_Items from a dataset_
----------

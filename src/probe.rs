use std::fmt;
use std::io::{Error, ErrorKind};
use std::time::Duration;

use bytes::{BufMut, BytesMut};
use chrono::Local;
use log::{error, info};
use tokio::io::AsyncWriteExt;

use crate::tunnel::{open_tunnel, ProxyPropertiesResolver, TunnelRequest};

#[derive(Debug, Clone, PartialEq, Eq)]
pub enum ProbeReport {
    Success,
    Failed(String),
}

impl fmt::Display for ProbeReport {
    fn fmt(&self, f: &mut fmt::Formatter<'_>) -> fmt::Result {
        match self {
            ProbeReport::Success => write!(f, "TCP Connection is Successful"),
            ProbeReport::Failed(reason) => write!(f, "TCP Connection failed! {}", reason),
        }
    }
}

/// Frames text as a big-endian u16 length followed by UTF-8 bytes.
fn encode_probe_message(text: &str) -> Result<BytesMut, Error> {
    let length = u16::try_from(text.len())
        .map_err(|_| Error::new(ErrorKind::InvalidInput, "Probe message is too long."))?;

    let mut buf = BytesMut::with_capacity(2 + text.len());
    buf.put_u16(length);
    buf.put_slice(text.as_bytes());

    Ok(buf)
}

fn probe_text() -> String {
    format!(
        "Test message from socksbridge. At: {}",
        Local::now().format("%Y-%m-%dT%H:%M:%S%.3f")
    )
}

/// Opens a tunnel, sends a single test message and closes it again.
pub async fn run_probe<R>(
    resolver: &R,
    routing_id: &str,
    request: &TunnelRequest,
    connect_timeout: Duration,
) -> ProbeReport
where
    R: ProxyPropertiesResolver,
{
    let report = match probe(resolver, routing_id, request, connect_timeout).await {
        Ok(()) => ProbeReport::Success,
        Err(reason) => {
            error!("Could not perform the socket call: {}", reason);
            ProbeReport::Failed(reason)
        }
    };

    info!("Probe of {} via routing id '{}': {}", request, routing_id, report);

    report
}

async fn probe<R>(
    resolver: &R,
    routing_id: &str,
    request: &TunnelRequest,
    connect_timeout: Duration,
) -> Result<(), String>
where
    R: ProxyPropertiesResolver,
{
    let properties = resolver.resolve(routing_id).map_err(|e| e.to_string())?;

    let mut stream = open_tunnel(&properties, routing_id, request, connect_timeout)
        .await
        .map_err(|e| e.to_string())?;

    let message = encode_probe_message(&probe_text()).map_err(|e| e.to_string())?;

    stream
        .write_all(&message)
        .await
        .map_err(|e| e.to_string())?;

    stream.shutdown().await.map_err(|e| e.to_string())?;

    Ok(())
}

----------

_What the task asks_
Show all lines above that contain "Local".

_Output of the exercise_
use chrono::Local;
        Local::now().format("%Y-%m-%dT%H:%M:%S%.3f")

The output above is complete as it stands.